Citation: https://doi.org/10.5194/egusphere-2023-2319-RC1 -
RC2: 'Comment on egusphere-2023-2319', Anonymous Referee #2, 28 Jan 2024
This study investigated the contribution of organics to ALWC during the 2016 and 2018 ORACLES campaigns which was conducted over the south-eastern Atlantic Ocean during the biomass burning season. Although the observation data is valuable, I don't think this study is worth publishing as an independent manuscript, as many of the main findings is already implied in the authors' another study (Zhang et al., 2023, https://doi.org/10.5194/egusphere-2023-2199). Trying to split one study into too many pieces heavily diluted the creativity of this study, as detailed below.

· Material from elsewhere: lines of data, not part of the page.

//! HTTP server setup and request dispatch.
//!
//! # Responsibilities
//! - Create the Axum app with the dispatch fallback and introspection routes
//! - Wire up middleware (tracing, timeout)
//! - Swap in a freshly built route table on config reload
//! - Serve until the shutdown signal fires

use std::sync::Arc;
use std::time::Duration;

use arc_swap::ArcSwap;
use axum::{
    body::Body,
    extract::State,
    http::{header, Request, StatusCode},
    response::{IntoResponse, Response},
    routing::get,
};
use tokio::net::TcpListener;
use tokio::sync::{broadcast, mpsc};
use tower_http::{timeout::TimeoutLayer, trace::TraceLayer};

use crate::config::RouterConfig;
use crate::http::admin::{self, ADMIN_PREFIX};
use crate::http::request::request_domain;
use crate::routing::{HandlerContext, HandlerResponse, Router};

/// Application state injected into handlers.
#[derive(Clone)]
pub struct AppState {
    pub router: Arc<ArcSwap<Router>>,
}

impl AppState {
    pub fn new(router: Router) -> Self {
        Self {
            router: Arc::new(ArcSwap::from_pointee(router)),
        }
    }

    /// Replace the live route table. In-flight requests keep the old one.
    pub fn swap(&self, router: Router) {
        self.router.store(Arc::new(router));
    }
}

/// HTTP front end for a route table.
pub struct HttpServer {
    app: axum::Router,
    state: AppState,
}

impl HttpServer {
    /// Create a new HTTP server serving `router`.
    pub fn new(config: RouterConfig, router: Router) -> Self {
        let state = AppState::new(router);
        let app = Self::build_app(&config, state.clone());
        Self { app, state }
    }

    /// Build the Axum app with all middleware layers.
    #[allow(deprecated)]
    fn build_app(config: &RouterConfig, state: AppState) -> axum::Router {
        axum::Router::new()
            .route(&format!("{ADMIN_PREFIX}/routes"), get(admin::get_routes))
            .route(&format!("{ADMIN_PREFIX}/stats"), get(admin::get_stats))
            .fallback(dispatch)
            .with_state(state)
            .layer(TimeoutLayer::new(Duration::from_secs(config.timeouts.request_secs)))
            .layer(TraceLayer::new_for_http())
    }

    /// The Axum app, for driving the server without a socket.
    pub fn app(&self) -> axum::Router {
        self.app.clone()
    }

    /// Run the server, accepting connections on the given listener.
    ///
    /// Every config received on `config_updates` is compiled and swapped in;
    /// one that fails to build leaves the current table serving.
    pub async fn run(
        self,
        listener: TcpListener,
        mut config_updates: mpsc::UnboundedReceiver<RouterConfig>,
        mut shutdown: broadcast::Receiver<()>,
    ) -> Result<(), std::io::Error> {
        let addr = listener.local_addr()?;
        tracing::info!(
            address = %addr,
            routes = self.state.router.load().len(),
            "HTTP server starting"
        );

        let state = self.state.clone();
        let reloader = tokio::spawn(async move {
            while let Some(config) = config_updates.recv().await {
                match config.build_router() {
                    Ok(router) => {
                        tracing::info!(routes = router.len(), "Route table reloaded");
                        state.swap(router);
                    }
                    Err(e) => tracing::error!(
                        error = %e,
                        "Failed to build reloaded route table; keeping current"
                    ),
                }
            }
        });

        axum::serve(listener, self.app)
            .with_graceful_shutdown(async move {
                let _ = shutdown.recv().await;
                tracing::info!("Shutdown signal received, draining connections");
            })
            .await?;

        reloader.abort();
        tracing::info!("HTTP server stopped");
        Ok(())
    }
}

/// Fallback handler: match the request against the live table and call the
/// route's handler.
async fn dispatch(State(state): State<AppState>, request: Request<Body>) -> Response {
    let path = request.uri().path().to_string();
    let domain = request_domain(&request);
    let method = request.method().as_str();

    let router = state.router.load();
    let Some(matched) = router.match_route(&path, method, domain.as_deref()) else {
        tracing::debug!(method = %method, path = %path, domain = ?domain, "No route matched");
        return (StatusCode::NOT_FOUND, "No matching route found").into_response();
    };

    tracing::debug!(
        method = %method,
        path = %path,
        route = %matched.route.path,
        priority = matched.priority(),
        "Route matched"
    );

    let ctx = HandlerContext {
        method: matched.route.method,
        path,
        domain,
        params: matched.params,
    };
    into_response(matched.route.handler.call(ctx))
}

fn into_response(res: HandlerResponse) -> Response {
    let status = StatusCode::from_u16(res.status).unwrap_or(StatusCode::INTERNAL_SERVER_ERROR);
    (status, [(header::CONTENT_TYPE, res.content_type)], res.body).into_response()
}

#[cfg(test)]
mod tests {
    use super::*;

    #[test]
    fn test_into_response_maps_status_and_content_type() {
        let res = into_response(HandlerResponse::text(201, "made"));
        assert_eq!(res.status(), StatusCode::CREATED);
        assert_eq!(res.headers()[header::CONTENT_TYPE], "text/plain; charset=utf-8");

        let res = into_response(HandlerResponse::text(1000, "bad"));
        assert_eq!(res.status(), StatusCode::INTERNAL_SERVER_ERROR);
    }

    #[test]
    fn test_swap_replaces_table() {
        let state = AppState::new(Router::new());
        assert!(state.router.load().is_empty());

        let mut next = Router::new();
        next.add_route(crate::routing::Route::new(
            crate::routing::HttpMethod::Get,
            "/",
            crate::routing::HandlerRef::from_fn(|_| HandlerResponse::text(200, "ok")),
        ))
        .unwrap();
        state.swap(next);
        assert_eq!(state.router.load().len(), 1);
    }
}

(1) In the abstract, the authors highlighted three major conclusions. The first one, that there's high contribution of ALWC from organics during the biomass burning, is worth reporting but not surprising. However, the other two points, that the hygroscopicity of OA are positively correlated with ALWC_OA/ALWC and that hygroscopicity of OA can vary much, are not surprising at all. Actually, they're well recognized fact and should be applied to explain some other observed phenomenon.

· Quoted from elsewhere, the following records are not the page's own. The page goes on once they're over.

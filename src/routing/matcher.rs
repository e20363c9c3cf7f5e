//! Trie descent.
//!
//! # Algorithm
//! Depth-first with backtracking, driven by an explicit stack. At each node
//! the current segment is offered, in order, to:
//! 1. the static child with that literal
//! 2. the parameter edge, when its constraint accepts the segment
//! 3. the wildcard child, which swallows every remaining segment
//!
//! Static and parameter results compete on priority (ties keep the static
//! result). The wildcard is only tried when neither produced a match, and
//! its result is taken as is.
//!
//! # Design Decisions
//! - Best-first among the candidates of each node, not a global optimum
//! - Cost grows with path depth and branching, never with route count

use std::borrow::Cow;
use std::collections::HashMap;
use std::sync::Arc;

use crate::routing::compiler::{split_path, CompiledRoute};
use crate::routing::method::HttpMethod;
use crate::routing::route::Route;
use crate::routing::segment::WILDCARD_PARAM;
use crate::routing::trie::{NodeId, RouteTrie};

/// A resolved route and the parameters bound while reaching it.
#[derive(Debug, Clone)]
pub struct RouteMatch {
    pub route: Arc<Route>,
    pub params: HashMap<String, String>,
    priority: u64,
}

impl RouteMatch {
    fn new(compiled: &CompiledRoute, bound: &[(&str, Cow<'_, str>)]) -> Self {
        Self {
            route: Arc::clone(&compiled.route),
            params: bound
                .iter()
                .map(|(name, value)| (name.to_string(), value.to_string()))
                .collect(),
            priority: compiled.priority,
        }
    }

    /// Specificity of the winning route.
    pub fn priority(&self) -> u64 {
        self.priority
    }
}

#[derive(Debug, Clone, Copy, PartialEq, Eq)]
enum Stage {
    Static,
    Param,
    Wildcard,
    Done,
}

struct Frame {
    node: NodeId,
    depth: usize,
    stage: Stage,
    /// Whether entering this frame pushed a binding.
    binds: bool,
    best: Option<RouteMatch>,
}

impl Frame {
    fn new(node: NodeId, depth: usize, binds: bool) -> Self {
        Self {
            node,
            depth,
            stage: Stage::Static,
            binds,
            best: None,
        }
    }

    fn offer(&mut self, candidate: Option<RouteMatch>) {
        let Some(candidate) = candidate else { return };
        match &self.best {
            Some(best) if best.priority >= candidate.priority => {}
            _ => self.best = Some(candidate),
        }
    }
}

/// Resolve `path` for `method` against `trie`.
pub fn find(trie: &RouteTrie, path: &str, method: HttpMethod) -> Option<RouteMatch> {
    let segments: Vec<&str> = split_path(path).collect();
    find_segments(trie, &segments, method)
}

/// Resolve pre-split path segments for `method` against `trie`.
pub fn find_segments(
    trie: &RouteTrie,
    segments: &[&str],
    method: HttpMethod,
) -> Option<RouteMatch> {
    let mut bound: Vec<(&str, Cow<'_, str>)> = Vec::new();
    let mut stack = vec![Frame::new(NodeId::ROOT, 0, false)];

    while let Some(frame) = stack.last_mut() {
        let node = trie.node(frame.node);

        if frame.depth == segments.len() {
            let result = node.route(method).map(|c| RouteMatch::new(c, &bound));
            if let Some(done) = complete(&mut stack, &mut bound, result) {
                return done;
            }
            continue;
        }

        let segment = segments[frame.depth];
        match frame.stage {
            Stage::Static => {
                frame.stage = Stage::Param;
                if let Some(child) = node.static_child(segment) {
                    let depth = frame.depth + 1;
                    stack.push(Frame::new(child, depth, false));
                }
            }
            Stage::Param => {
                frame.stage = Stage::Wildcard;
                if let Some(edge) = node.param_edge().filter(|e| e.accepts(segment)) {
                    let depth = frame.depth + 1;
                    bound.push((edge.name.as_str(), Cow::Borrowed(segment)));
                    stack.push(Frame::new(edge.node, depth, true));
                }
            }
            Stage::Wildcard => {
                frame.stage = Stage::Done;
                if frame.best.is_none() {
                    if let Some(child) = node.wildcard_child() {
                        let rest = segments[frame.depth..].join("/");
                        bound.push((WILDCARD_PARAM, Cow::Owned(rest)));
                        stack.push(Frame::new(child, segments.len(), true));
                    }
                }
            }
            Stage::Done => {
                let result = frame.best.take();
                if let Some(done) = complete(&mut stack, &mut bound, result) {
                    return done;
                }
            }
        }
    }

    None
}

/// Pop the top frame and hand its result to the parent.
///
/// Returns `Some` with the final answer once the root frame is popped.
fn complete(
    stack: &mut Vec<Frame>,
    bound: &mut Vec<(&str, Cow<'_, str>)>,
    result: Option<RouteMatch>,
) -> Option<Option<RouteMatch>> {
    if let Some(frame) = stack.pop() {
        if frame.binds {
            bound.pop();
        }
    }
    match stack.last_mut() {
        Some(parent) => {
            parent.offer(result);
            None
        }
        None => Some(result),
    }
}

#[cfg(test)]
mod tests {
    use super::*;
    use crate::routing::compiler::RouteCompiler;
    use crate::routing::handler::{HandlerRef, HandlerResponse};

    struct Fixture {
        compiler: RouteCompiler,
        trie: RouteTrie,
    }

    impl Fixture {
        fn new() -> Self {
            Self {
                compiler: RouteCompiler::new(),
                trie: RouteTrie::new(),
            }
        }

        fn add(&mut self, method: HttpMethod, path: &str) -> &mut Self {
            let handler = HandlerRef::from_fn(|_| HandlerResponse::text(200, ""));
            let compiled = self
                .compiler
                .compile(Route::new(method, path, handler).with_name(path))
                .unwrap();
            self.trie.insert(&compiled);
            self
        }

        fn get(&self, path: &str) -> Option<RouteMatch> {
            find(&self.trie, path, HttpMethod::Get)
        }

        fn get_name(&self, path: &str) -> Option<String> {
            self.get(path).and_then(|m| m.route.name.clone())
        }
    }

    #[test]
    fn test_static_match_has_no_params() {
        let mut f = Fixture::new();
        f.add(HttpMethod::Get, "/health");
        let m = f.get("/health").unwrap();
        assert!(m.params.is_empty());
        assert!(f.get("/healthz").is_none());
    }

    #[test]
    fn test_root_route() {
        let mut f = Fixture::new();
        f.add(HttpMethod::Get, "/");
        assert!(f.get("/").is_some());
        assert!(f.get("").is_some());
        assert!(f.get("/x").is_none());
    }

    #[test]
    fn test_method_filter_at_terminal() {
        let mut f = Fixture::new();
        f.add(HttpMethod::Post, "/items");
        assert!(f.get("/items").is_none());
        assert!(find(&f.trie, "/items", HttpMethod::Post).is_some());
    }

    #[test]
    fn test_static_beats_parameter() {
        let mut f = Fixture::new();
        f.add(HttpMethod::Get, "/users/{id}").add(HttpMethod::Get, "/users/active");
        assert_eq!(f.get_name("/users/active").as_deref(), Some("/users/active"));
        let m = f.get("/users/9").unwrap();
        assert_eq!(m.params["id"], "9");
    }

    #[test]
    fn test_constraint_rejects_segment() {
        let mut f = Fixture::new();
        f.add(HttpMethod::Get, r"/orders/{id:\d+}");
        assert!(f.get("/orders/12").is_some());
        assert!(f.get("/orders/twelve").is_none());
    }

    #[test]
    fn test_backtracks_out_of_dead_static_branch() {
        let mut f = Fixture::new();
        f.add(HttpMethod::Get, "/a/b/c").add(HttpMethod::Get, "/a/{x}/d");
        let m = f.get("/a/b/d").unwrap();
        assert_eq!(m.params["x"], "b");
        assert_eq!(m.params.len(), 1);
    }

    #[test]
    fn test_higher_priority_parameter_branch_wins() {
        let mut f = Fixture::new();
        // 3000 + 20 + 10
        f.add(HttpMethod::Get, "/1/{p}/{q}");
        // 300 + 2000 + 1000
        f.add(HttpMethod::Get, r"/{a:\d+}/b/c");
        let m = f.get("/1/b/c").unwrap();
        assert_eq!(m.route.name.as_deref(), Some(r"/{a:\d+}/b/c"));
        assert_eq!(m.priority(), 3300);
        assert_eq!(m.params["a"], "1");
    }

    #[test]
    fn test_wildcard_captures_remainder() {
        let mut f = Fixture::new();
        f.add(HttpMethod::Get, "/files/*");
        let m = f.get("/files/a/b/c").unwrap();
        assert_eq!(m.params["wildcard"], "a/b/c");
        assert!(f.get("/files").is_none());
    }

    #[test]
    fn test_wildcard_is_a_fallback() {
        let mut f = Fixture::new();
        f.add(HttpMethod::Get, "/assets/*")
            .add(HttpMethod::Get, "/assets/logo.png")
            .add(HttpMethod::Get, "/assets/{name}/meta");

        assert_eq!(f.get_name("/assets/logo.png").as_deref(), Some("/assets/logo.png"));
        assert_eq!(f.get_name("/assets/x/meta").as_deref(), Some("/assets/{name}/meta"));

        let m = f.get("/assets/x/other").unwrap();
        assert_eq!(m.route.name.as_deref(), Some("/assets/*"));
        assert_eq!(m.params.len(), 1);
        assert_eq!(m.params["wildcard"], "x/other");
    }

    #[test]
    fn test_nested_wildcard_binds_with_params() {
        let mut f = Fixture::new();
        f.add(HttpMethod::Get, "/repo/{owner}/blob/*");
        let m = f.get("/repo/rust-lang/blob/src/lib.rs").unwrap();
        assert_eq!(m.params["owner"], "rust-lang");
        assert_eq!(m.params["wildcard"], "src/lib.rs");
    }

    #[test]
    fn test_mixed_segment_binds_whole_segment_to_first_name() {
        let mut f = Fixture::new();
        f.add(HttpMethod::Get, r"/range/{from}-{to:\d+}");
        let m = f.get("/range/a-10").unwrap();
        assert_eq!(m.params.len(), 1);
        assert_eq!(m.params["from"], "a-10");
        assert!(!m.params.contains_key("to"));
        assert!(f.get("/range/a-b").is_none());
    }

    #[test]
    fn test_deep_path_does_not_recurse() {
        let mut f = Fixture::new();
        let pattern = "/{p}".repeat(2_000);
        f.add(HttpMethod::Get, &pattern);
        let path = "/v".repeat(2_000);
        let m = f.get(&path).unwrap();
        assert_eq!(m.params["p"], "v");
    }
}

(2) I was expecting that more pattern analysis of OA hygroscopicity during the campaign would be provided, but then realized that those are the main part of Zhang et al. (2023), and Fig. 2 in this study actually expressed the same idea as the Fig. 5 in Zhang et al. (2023). Similarly, major findings in section 3.2 is already somehow implied and discussed in Zhang et al. (2023).
(3) The Fig. 1 in this study is the same as in Zhang et al. (2023), which needs to be clarified.
(4) The comparison as shown in Fig. 4 is kind of circular reasoning. As the kappa_OA is derived from the kappa_f(RH) and kappa_INORGANICS, it was not surprising at all that the ALWC_f(RH) agrees well with the ALWC_ISOR+OA. In fact, the good agreement would only prove that the kappa of inorganic species is well represented in ISORROPIA -- which has already been proved during the validation of ISORROPIA.Overall, I suggest merging this study into other companying studies, otherwise the major points and unique opinions of this study needs to be reframed and highlighted more clearly.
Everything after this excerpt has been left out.